_Work task:_ Please write out the listing again, keeping every character the same.

_Provided records:_
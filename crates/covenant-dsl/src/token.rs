//! Token definitions for the constraint DSL.
//!
//! Raw tokenization is done with logos; the lexer wraps the logos output
//! into [`Token`] values that carry their lexeme, literal value and exact
//! byte position so downstream error messages can point at the source.

use logos::Logos;
use std::fmt;

/// Raw logos-driven token set.
///
/// This enum exists purely for scanning. It includes error-carrier variants
/// (`LoneEqual`, `LonePipe`, `LoneAmp`, `UnterminatedStr`) that the lexer
/// wrapper turns into syntax errors with tailored messages instead of
/// surfacing a generic "unexpected input".
#[derive(Logos, Debug, Clone, PartialEq)]
#[logos(skip r"[ \t\r\n]+")]
pub(crate) enum RawToken {
    #[token("(")]
    ParenOpen,
    #[token(")")]
    ParenClose,
    #[token("+")]
    Plus,
    #[token("-")]
    Minus,
    #[token(",")]
    Comma,
    #[token(".")]
    Dot,
    #[token(":")]
    Colon,
    #[token("/")]
    Slash,
    #[token("*")]
    Star,
    #[token("%")]
    Percent,
    #[token("$")]
    Dollar,
    #[token("#")]
    Hash,

    #[token("!")]
    Bang,
    #[token("!=")]
    BangEqual,
    #[token("==")]
    EqualEqual,
    #[token(">")]
    Greater,
    #[token(">=")]
    GreaterEqual,
    #[token("<")]
    Less,
    #[token("<=")]
    LessEqual,
    #[token("||")]
    PipePipe,
    #[token("&&")]
    AmpAmp,

    #[regex(r"[A-Za-z_][A-Za-z0-9_]*")]
    Identifier,
    #[regex(r"[0-9]+(\.[0-9]+)?", |lex| lex.slice().parse::<f64>().ok())]
    Number(f64),
    #[regex(r"'[^']*'", priority = 6)]
    Str,

    // A single `=`, `|` or `&` must be doubled; these variants let the
    // lexer report that with the exact offending position.
    #[token("=")]
    LoneEqual,
    #[token("|")]
    LonePipe,
    #[token("&")]
    LoneAmp,
    // A quote that never closes; reported at the opening quote.
    #[regex(r"'[^']*", priority = 5)]
    UnterminatedStr,
}

/// All possible words of the DSL.
#[derive(Debug, Clone, Copy, PartialEq, Eq, Hash)]
pub enum TokenKind {
    // single character tokens
    ParenOpen,
    ParenClose,
    Plus,
    Minus,
    Comma,
    Dot,
    Colon,
    Slash,
    Star,
    Percent,
    Dollar,
    Hash,

    // single or double character tokens
    Bang,
    BangEqual,
    EqualEqual,
    Greater,
    GreaterEqual,
    Less,
    LessEqual,
    PipePipe,
    AmpAmp,

    // literals
    Identifier,
    Str,
    Number,

    // keywords (matched case-insensitively)
    Always,
    When,
    Then,
    And,
    Or,
    Not,

    Eof,
}

/// Literal value attached to a token.
#[derive(Debug, Clone, PartialEq)]
pub enum Literal {
    Number(f64),
    Str(String),
    Bool(bool),
}

/// A word of the DSL with its source location.
///
/// Tokens are produced once by the lexer and consumed read-only by the
/// parser; the text processor reuses their positions for error messages.
#[derive(Debug, Clone, PartialEq)]
pub struct Token {
    pub kind: TokenKind,
    /// Source text of the token. String tokens store the content between
    /// the quotes, not the quotes themselves.
    pub lexeme: String,
    pub literal: Option<Literal>,
    /// Absolute byte offset into the (enclosing) source.
    pub position: usize,
}

impl Token {
    pub fn new(
        kind: TokenKind,
        lexeme: impl Into<String>,
        literal: Option<Literal>,
        position: usize,
    ) -> Self {
        Self {
            kind,
            lexeme: lexeme.into(),
            literal,
            position,
        }
    }

    /// The end-of-input sentinel, positioned at source length.
    pub fn eof(position: usize) -> Self {
        Self::new(TokenKind::Eof, "", None, position)
    }
}

impl fmt::Display for Token {
    fn fmt(&self, f: &mut fmt::Formatter<'_>) -> fmt::Result {
        write!(f, "([{:?}] '{}')", self.kind, self.lexeme)
    }
}
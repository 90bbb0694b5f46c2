//! Dynamically-typed evaluation values.
//!
//! The interpreter produces numbers, strings and booleans; variable access
//! into a model or state can additionally surface whole JSON structures.
//! Coercion rules are explicit and documented here rather than inherited
//! from a host language:
//!
//! - Truthiness: falsy values are `0`, `NaN`, `""`, `false`, `Null` and
//!   JSON `null`; everything else (including empty arrays/objects) is
//!   truthy.
//! - Equality: values of the same variant compare by value; values of
//!   different variants are never equal.
//! - `+` adds two numbers, or concatenates when either side is a string.
//! - Ordering comparisons are defined for number/number and string/string
//!   pairs only.

use std::fmt;

/// A dynamically-typed result of evaluating an expression.
#[derive(Debug, Clone, PartialEq)]
pub enum Value {
    Null,
    Bool(bool),
    Number(f64),
    Str(String),
    /// A structural value (object or array) read from the model or state.
    Json(serde_json::Value),
}

impl Value {
    /// Convert a JSON value, unwrapping leaf scalars into native variants.
    /// Objects and arrays stay structural.
    pub fn from_json(value: serde_json::Value) -> Self {
        match value {
            serde_json::Value::Null => Value::Null,
            serde_json::Value::Bool(b) => Value::Bool(b),
            serde_json::Value::Number(n) => Value::Number(n.as_f64().unwrap_or(f64::NAN)),
            serde_json::Value::String(s) => Value::Str(s),
            other => Value::Json(other),
        }
    }

    pub fn is_truthy(&self) -> bool {
        match self {
            Value::Null => false,
            Value::Bool(b) => *b,
            Value::Number(n) => *n != 0.0 && !n.is_nan(),
            Value::Str(s) => !s.is_empty(),
            Value::Json(v) => !v.is_null(),
        }
    }

    pub fn as_number(&self) -> Option<f64> {
        match self {
            Value::Number(n) => Some(*n),
            _ => None,
        }
    }

    pub fn as_str(&self) -> Option<&str> {
        match self {
            Value::Str(s) => Some(s),
            _ => None,
        }
    }

    /// Loose equality across variants: same variant compares by value,
    /// different variants are never equal.
    pub fn loose_eq(&self, other: &Value) -> bool {
        match (self, other) {
            (Value::Null, Value::Null) => true,
            (Value::Bool(a), Value::Bool(b)) => a == b,
            (Value::Number(a), Value::Number(b)) => a == b,
            (Value::Str(a), Value::Str(b)) => a == b,
            (Value::Json(a), Value::Json(b)) => a == b,
            _ => false,
        }
    }
}

impl From<f64> for Value {
    fn from(n: f64) -> Self {
        Value::Number(n)
    }
}

impl From<bool> for Value {
    fn from(b: bool) -> Self {
        Value::Bool(b)
    }
}

impl From<String> for Value {
    fn from(s: String) -> Self {
        Value::Str(s)
    }
}

impl From<&str> for Value {
    fn from(s: &str) -> Self {
        Value::Str(s.to_string())
    }
}

impl fmt::Display for Value {
    /// Text rendering used by message interpolation: numbers print without
    /// a trailing `.0`, structural values as compact JSON.
    fn fmt(&self, f: &mut fmt::Formatter<'_>) -> fmt::Result {
        match self {
            Value::Null => write!(f, "null"),
            Value::Bool(b) => write!(f, "{b}"),
            Value::Number(n) => {
                if n.is_finite() && n.fract() == 0.0 && n.abs() < 1e15 {
                    write!(f, "{}", *n as i64)
                } else {
                    write!(f, "{n}")
                }
            }
            Value::Str(s) => write!(f, "{s}"),
            Value::Json(v) => write!(f, "{v}"),
        }
    }
}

_Response:_
filename crates/covenant-dsl/src/token.rs
//! Token definitions for the constraint DSL.
//!
//! Raw tokenization is done with logos; the lexer wraps the logos output
//! into [`Token`] values that carry their lexeme, literal value and exact
//! byte position so downstream error messages can point at the source.

use logos::Logos;
use std::fmt;

/// Raw logos-driven token set.
///
/// This enum exists purely for scanning. It includes error-carrier variants
/// (`LoneEqual`, `LonePipe`, `LoneAmp`, `UnterminatedStr`) that the lexer
/// wrapper turns into syntax errors with tailored messages instead of
/// surfacing a generic "unexpected input".
#[derive(Logos, Debug, Clone, PartialEq)]
#[logos(skip r"[ \t\r\n]+")]
pub(crate) enum RawToken {
    #[token("(")]
    ParenOpen,
    #[token(")")]
    ParenClose,
    #[token("+")]
    Plus,
    #[token("-")]
    Minus,
    #[token(",")]
    Comma,
    #[token(".")]
    Dot,
    #[token(":")]
    Colon,
    #[token("/")]
    Slash,
    #[token("*")]
    Star,
    #[token("%")]
    Percent,
    #[token("$")]
    Dollar,
    #[token("#")]
    Hash,

    #[token("!")]
    Bang,
    #[token("!=")]
    BangEqual,
    #[token("==")]
    EqualEqual,
    #[token(">")]
    Greater,
    #[token(">=")]
    GreaterEqual,
    #[token("<")]
    Less,
    #[token("<=")]
    LessEqual,
    #[token("||")]
    PipePipe,
    #[token("&&")]
    AmpAmp,

    #[regex(r"[A-Za-z_][A-Za-z0-9_]*")]
    Identifier,
    #[regex(r"[0-9]+(\.[0-9]+)?", |lex| lex.slice().parse::<f64>().ok())]
    Number(f64),
    #[regex(r"'[^']*'", priority = 6)]
    Str,

    // A single `=`, `|` or `&` must be doubled; these variants let the
    // lexer report that with the exact offending position.
    #[token("=")]
    LoneEqual,
    #[token("|")]
    LonePipe,
    #[token("&")]
    LoneAmp,
    // A quote that never closes; reported at the opening quote.
    #[regex(r"'[^']*", priority = 5)]
    UnterminatedStr,
}

/// All possible words of the DSL.
#[derive(Debug, Clone, Copy, PartialEq, Eq, Hash)]
pub enum TokenKind {
    // single character tokens
    ParenOpen,
    ParenClose,
    Plus,
    Minus,
    Comma,
    Dot,
    Colon,
    Slash,
    Star,
    Percent,
    Dollar,
    Hash,

    // single or double character tokens
    Bang,
    BangEqual,
    EqualEqual,
    Greater,
    GreaterEqual,
    Less,
    LessEqual,
    PipePipe,
    AmpAmp,

    // literals
    Identifier,
    Str,
    Number,

    // keywords (matched case-insensitively)
    Always,
    When,
    Then,
    And,
    Or,
    Not,

    Eof,
}

/// Literal value attached to a token.
#[derive(Debug, Clone, PartialEq)]
pub enum Literal {
    Number(f64),
    Str(String),
    Bool(bool),
}

/// A word of the DSL with its source location.
///
/// Tokens are produced once by the lexer and consumed read-only by the
/// parser; the text processor reuses their positions for error messages.
#[derive(Debug, Clone, PartialEq)]
pub struct Token {
    pub kind: TokenKind,
    /// Source text of the token. String tokens store the content between
    /// the quotes, not the quotes themselves.
    pub lexeme: String,
    pub literal: Option<Literal>,
    /// Absolute byte offset into the (enclosing) source.
    pub position: usize,
}

impl Token {
    pub fn new(
        kind: TokenKind,
        lexeme: impl Into<String>,
        literal: Option<Literal>,
        position: usize,
    ) -> Self {
        Self {
            kind,
            lexeme: lexeme.into(),
            literal,
            position,
        }
    }

    /// The end-of-input sentinel, positioned at source length.
    pub fn eof(position: usize) -> Self {
        Self::new(TokenKind::Eof, "", None, position)
    }
}

impl fmt::Display for Token {
    fn fmt(&self, f: &mut fmt::Formatter<'_>) -> fmt::Result {
        write!(f, "([{:?}] '{}')", self.kind, self.lexeme)
    }
}
repository 90bbb0694b5f46c2
//! Dynamically-typed evaluation values.
//!
//! The interpreter produces numbers, strings and booleans; variable access
//! into a model or state can additionally surface whole JSON structures.
//! Coercion rules are explicit and documented here rather than inherited
//! from a host language:
//!
//! - Truthiness: falsy values are `0`, `NaN`, `""`, `false`, `Null` and
//!   JSON `null`; everything else (including empty arrays/objects) is
//!   truthy.
//! - Equality: values of the same variant compare by value; values of
//!   different variants are never equal.
//! - `+` adds two numbers, or concatenates when either side is a string.
//! - Ordering comparisons are defined for number/number and string/string
//!   pairs only.

use std::fmt;

/// A dynamically-typed result of evaluating an expression.
#[derive(Debug, Clone, PartialEq)]
pub enum Value {
    Null,
    Bool(bool),
    Number(f64),
    Str(String),
    /// A structural value (object or array) read from the model or state.
    Json(serde_json::Value),
}

impl Value {
    /// Convert a JSON value, unwrapping leaf scalars into native variants.
    /// Objects and arrays stay structural.
    pub fn from_json(value: serde_json::Value) -> Self {
        match value {
            serde_json::Value::Null => Value::Null,
            serde_json::Value::Bool(b) => Value::Bool(b),
            serde_json::Value::Number(n) => Value::Number(n.as_f64().unwrap_or(f64::NAN)),
            serde_json::Value::String(s) => Value::Str(s),
            other => Value::Json(other),
        }
    }

    pub fn is_truthy(&self) -> bool {
        match self {
            Value::Null => false,
            Value::Bool(b) => *b,
            Value::Number(n) => *n != 0.0 && !n.is_nan(),
            Value::Str(s) => !s.is_empty(),
            Value::Json(v) => !v.is_null(),
        }
    }

    pub fn as_number(&self) -> Option<f64> {
        match self {
            Value::Number(n) => Some(*n),
            _ => None,
        }
    }

    pub fn as_str(&self) -> Option<&str> {
        match self {
            Value::Str(s) => Some(s),
            _ => None,
        }
    }

    /// Loose equality across variants: same variant compares by value,
    /// different variants are never equal.
    pub fn loose_eq(&self, other: &Value) -> bool {
        match (self, other) {
            (Value::Null, Value::Null) => true,
            (Value::Bool(a), Value::Bool(b)) => a == b,
            (Value::Number(a), Value::Number(b)) => a == b,
            (Value::Str(a), Value::Str(b)) => a == b,
            (Value::Json(a), Value::Json(b)) => a == b,
            _ => false,
        }
    }
}

impl From<f64> for Value {
    fn from(n: f64) -> Self {
        Value::Number(n)
    }
}

impl From<bool> for Value {
    fn from(b: bool) -> Self {
        Value::Bool(b)
    }
}

impl From<String> for Value {
    fn from(s: String) -> Self {
        Value::Str(s)
    }
}

impl From<&str> for Value {
    fn from(s: &str) -> Self {
        Value::Str(s.to_string())
    }
}

impl fmt::Display for Value {
    /// Text rendering used by message interpolation: numbers print without
    /// a trailing `.0`, structural values as compact JSON.
    fn fmt(&self, f: &mut fmt::Formatter<'_>) -> fmt::Result {
        match self {
            Value::Null => write!(f, "null"),
            Value::Bool(b) => write!(f, "{b}"),
            Value::Number(n) => {
                if n.is_finite() && n.fract() == 0.0 && n.abs() < 1e15 {
                    write!(f, "{}", *n as i64)
                } else {
                    write!(f, "{n}")
                }
            }
            Value::Str(s) => write!(f, "{s}"),
            Value::Json(v) => write!(f, "{v}"),
        }
    }
}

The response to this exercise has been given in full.